La Spezia: responsabilità condivisa, sostegno ai docenti in un momento critico.
Affrontare l’Emergenza Educativa
È essenziale che ogni attore coinvolto nel processo educativo prenda coscienza del problema e collabori attivamente per affrontarlo. Non possiamo più permettere che la scuola venga additata come l’unico responsabile del disagio giovanile. Anzi, serve una risposta collettiva e strutturata a questa emergenza educativa e al crescente malessere sociale che la accompagna.
Richiediamo interventi concreti, come la presenza di uno psicologo all’interno delle scuole, che possa stabilire un legame tra la realtà scolastica e le strutture sanitarie. Le risorse per l’integrazione degli alunni devono essere una priorità, poiché gestire questa complessità non può ricadere unicamente sulle nostre spalle.

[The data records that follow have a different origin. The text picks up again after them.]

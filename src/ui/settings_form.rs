use std::path::PathBuf;

use anyhow::Result;
use crossterm::event::{self, Event, KeyCode};
use tui::{
    backend::Backend,
    layout::{Constraint, Direction, Layout},
    style::Style,
    widgets::{Block, Borders, List, ListItem, Paragraph},
    Frame,
};

use crate::app::App;
use crate::models::SettingsPatch;
use crate::store::Action;
use crate::ui::components::field::field_line;

pub enum SettingsFormAction {
    Back,
}

#[derive(Clone, Copy, PartialEq)]
pub enum SettingsField {
    CompanyName,
    CompanyAddress,
    CompanyIcon,
    InvoicePrefix,
    InvoiceNumber,
    DeadlineDays,
    DefaultHourlyRate,
    FooterText,
    OutputDir,
    BankName,
    BankAccountNumber,
    Currency,
    DateFormat,
    Theme,
}

pub struct SettingsFormState {
    current_field: SettingsField,
    editing: bool,
    active_input: String,
}

impl SettingsFormState {
    pub fn new() -> Self {
        Self {
            current_field: SettingsField::CompanyName,
            editing: false,
            active_input: String::new(),
        }
    }

    pub fn next_field(&mut self) {
        self.current_field = match self.current_field {
            SettingsField::CompanyName => SettingsField::CompanyAddress,
            SettingsField::CompanyAddress => SettingsField::CompanyIcon,
            SettingsField::CompanyIcon => SettingsField::InvoicePrefix,
            SettingsField::InvoicePrefix => SettingsField::InvoiceNumber,
            SettingsField::InvoiceNumber => SettingsField::DeadlineDays,
            SettingsField::DeadlineDays => SettingsField::DefaultHourlyRate,
            SettingsField::DefaultHourlyRate => SettingsField::FooterText,
            SettingsField::FooterText => SettingsField::OutputDir,
            SettingsField::OutputDir => SettingsField::BankName,
            SettingsField::BankName => SettingsField::BankAccountNumber,
            SettingsField::BankAccountNumber => SettingsField::Currency,
            SettingsField::Currency => SettingsField::DateFormat,
            SettingsField::DateFormat => SettingsField::Theme,
            SettingsField::Theme => SettingsField::CompanyName,
        };
    }

    pub fn previous_field(&mut self) {
        self.current_field = match self.current_field {
            SettingsField::CompanyName => SettingsField::Theme,
            SettingsField::CompanyAddress => SettingsField::CompanyName,
            SettingsField::CompanyIcon => SettingsField::CompanyAddress,
            SettingsField::InvoicePrefix => SettingsField::CompanyIcon,
            SettingsField::InvoiceNumber => SettingsField::InvoicePrefix,
            SettingsField::DeadlineDays => SettingsField::InvoiceNumber,
            SettingsField::DefaultHourlyRate => SettingsField::DeadlineDays,
            SettingsField::FooterText => SettingsField::DefaultHourlyRate,
            SettingsField::OutputDir => SettingsField::FooterText,
            SettingsField::BankName => SettingsField::OutputDir,
            SettingsField::BankAccountNumber => SettingsField::BankName,
            SettingsField::Currency => SettingsField::BankAccountNumber,
            SettingsField::DateFormat => SettingsField::Currency,
            SettingsField::Theme => SettingsField::DateFormat,
        };
    }

    /// Begin editing the focused field, staging its current value as text.
    fn start_editing(&mut self, app: &App) {
        let settings = &app.state().settings;
        self.active_input = match self.current_field {
            SettingsField::CompanyName => settings.company_name.clone(),
            SettingsField::CompanyAddress => settings.company_address.clone(),
            SettingsField::CompanyIcon => settings
                .company_icon
                .as_ref()
                .map(|p| p.display().to_string())
                .unwrap_or_default(),
            SettingsField::InvoicePrefix => settings.invoice_prefix.clone(),
            SettingsField::InvoiceNumber => settings.invoice_number.to_string(),
            SettingsField::DeadlineDays => settings.deadline_days.to_string(),
            SettingsField::DefaultHourlyRate => settings.default_hourly_rate.to_string(),
            SettingsField::FooterText => settings.footer_text.clone(),
            SettingsField::OutputDir => settings.output_dir.display().to_string(),
            SettingsField::BankName => settings.bank_name.clone(),
            SettingsField::BankAccountNumber => settings.bank_account_number.clone(),
            SettingsField::Currency => settings.currency.clone(),
            // enumerated fields cycle instead of taking text
            SettingsField::DateFormat | SettingsField::Theme => return,
        };
        self.editing = true;
    }

    /// Commit the staged text as a single-field settings patch. Malformed
    /// numeric input is coerced to zero, matching the numeric inputs on the
    /// invoice form.
    fn commit(&mut self, app: &mut App) {
        let text = self.active_input.trim().to_string();
        let mut patch = SettingsPatch::default();

        match self.current_field {
            SettingsField::CompanyName => patch.company_name = Some(text),
            SettingsField::CompanyAddress => patch.company_address = Some(text),
            SettingsField::CompanyIcon => {
                patch.company_icon = Some(if text.is_empty() {
                    None
                } else {
                    Some(PathBuf::from(text))
                });
            }
            SettingsField::InvoicePrefix => patch.invoice_prefix = Some(text),
            SettingsField::InvoiceNumber => {
                patch.invoice_number = Some(text.parse().unwrap_or(0).max(1));
            }
            SettingsField::DeadlineDays => {
                patch.deadline_days = Some(text.parse().unwrap_or(0));
            }
            SettingsField::DefaultHourlyRate => {
                patch.default_hourly_rate = Some(text.parse().unwrap_or(0.0_f64).max(0.0));
            }
            SettingsField::FooterText => patch.footer_text = Some(text),
            SettingsField::OutputDir => patch.output_dir = Some(PathBuf::from(text)),
            SettingsField::BankName => patch.bank_name = Some(text),
            SettingsField::BankAccountNumber => patch.bank_account_number = Some(text),
            SettingsField::Currency => patch.currency = Some(text),
            SettingsField::DateFormat | SettingsField::Theme => return,
        }

        app.dispatch(Action::SetSettings(patch));
        self.editing = false;
        self.active_input.clear();
    }

    /// Enumerated fields advance to their next variant on activation.
    fn cycle(&self, app: &mut App) {
        let settings = &app.state().settings;
        let mut patch = SettingsPatch::default();
        match self.current_field {
            SettingsField::DateFormat => patch.date_format = Some(settings.date_format.cycled()),
            SettingsField::Theme => patch.theme = Some(settings.theme.cycled()),
            _ => return,
        }
        app.dispatch(Action::SetSettings(patch));
    }

    fn is_enumerated(&self) -> bool {
        matches!(
            self.current_field,
            SettingsField::DateFormat | SettingsField::Theme
        )
    }
}

pub fn render_settings_form<B: Backend>(f: &mut Frame<B>, state: &SettingsFormState, app: &App) {
    let palette = app.palette();
    let settings = &app.state().settings;

    let chunks = Layout::default()
        .direction(Direction::Vertical)
        .margin(2)
        .constraints(
            [
                Constraint::Length(3),
                Constraint::Min(16),
                Constraint::Length(3),
            ]
            .as_ref(),
        )
        .split(f.size());

    let title = Paragraph::new("Settings")
        .style(Style::default().fg(palette.accent))
        .block(Block::default().borders(Borders::ALL));
    f.render_widget(title, chunks[0]);

    let fields = [
        (
            "Company Name",
            settings.company_name.clone(),
            SettingsField::CompanyName,
        ),
        (
            "Company Address",
            settings.company_address.clone(),
            SettingsField::CompanyAddress,
        ),
        (
            "Company Icon",
            settings
                .company_icon
                .as_ref()
                .map(|p| p.display().to_string())
                .unwrap_or_else(|| "(none)".to_string()),
            SettingsField::CompanyIcon,
        ),
        (
            "Invoice Prefix",
            settings.invoice_prefix.clone(),
            SettingsField::InvoicePrefix,
        ),
        (
            "Next Invoice Number",
            settings.invoice_number.to_string(),
            SettingsField::InvoiceNumber,
        ),
        (
            "Deadline (days)",
            settings.deadline_days.to_string(),
            SettingsField::DeadlineDays,
        ),
        (
            "Default Hourly Rate",
            format!("{:.2}", settings.default_hourly_rate),
            SettingsField::DefaultHourlyRate,
        ),
        (
            "Footer Text",
            settings.footer_text.clone(),
            SettingsField::FooterText,
        ),
        (
            "Output Directory",
            settings.output_dir.display().to_string(),
            SettingsField::OutputDir,
        ),
        ("Bank Name", settings.bank_name.clone(), SettingsField::BankName),
        (
            "Bank Account Number",
            settings.bank_account_number.clone(),
            SettingsField::BankAccountNumber,
        ),
        ("Currency", settings.currency.clone(), SettingsField::Currency),
        (
            "Date Format",
            settings.date_format.placeholder().to_string(),
            SettingsField::DateFormat,
        ),
        (
            "Theme",
            settings.theme.label().to_string(),
            SettingsField::Theme,
        ),
    ];

    let items: Vec<ListItem> = fields
        .into_iter()
        .map(|(name, value, field)| {
            let focused = state.current_field == field;
            let shown = if focused && state.editing {
                state.active_input.clone()
            } else {
                value
            };
            ListItem::new(field_line(name, &shown, focused, state.editing, &palette))
        })
        .collect();

    let form = List::new(items).block(Block::default().borders(Borders::ALL).title("Settings"));
    f.render_widget(form, chunks[1]);

    let help_text = if state.editing {
        "Enter - Save field | Esc - Cancel editing"
    } else if state.is_enumerated() {
        "Enter - Next value | Up/Down - Navigate fields | Esc - Back"
    } else {
        "Enter - Edit field | Up/Down - Navigate fields | Esc - Back"
    };
    let help = Paragraph::new(help_text)
        .style(Style::default().fg(palette.dim))
        .block(Block::default().borders(Borders::ALL));
    f.render_widget(help, chunks[2]);
}

pub fn handle_input(
    state: &mut SettingsFormState,
    app: &mut App,
) -> Result<Option<SettingsFormAction>> {
    if let Event::Key(key) = event::read()? {
        match key.code {
            KeyCode::Esc => {
                if state.editing {
                    state.editing = false;
                    state.active_input.clear();
                } else {
                    return Ok(Some(SettingsFormAction::Back));
                }
            }
            KeyCode::Enter => {
                if state.editing {
                    state.commit(app);
                } else if state.is_enumerated() {
                    state.cycle(app);
                } else {
                    state.start_editing(app);
                }
            }
            KeyCode::Up if !state.editing => {
                state.previous_field();
            }
            KeyCode::Down if !state.editing => {
                state.next_field();
            }
            KeyCode::Char(c) if state.editing => {
                state.active_input.push(c);
            }
            KeyCode::Backspace if state.editing => {
                state.active_input.pop();
            }
            _ => {}
        }
    }

    Ok(None)
}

È fondamentale ristabilire l’idea della scuola come un investimento vitale per la società, piuttosto che un costo da ridurre.
Ogni taglio al personale, in un momento in cui l’emergenza educativa è palpabile, non fa che aggravare la solitudine degli insegnanti. È necessaria una presa di coscienza collettiva: la società deve avere il coraggio di occuparsi del problema, non lasciandolo esclusivamente sulle spalle delle scuole e dei loro educatori.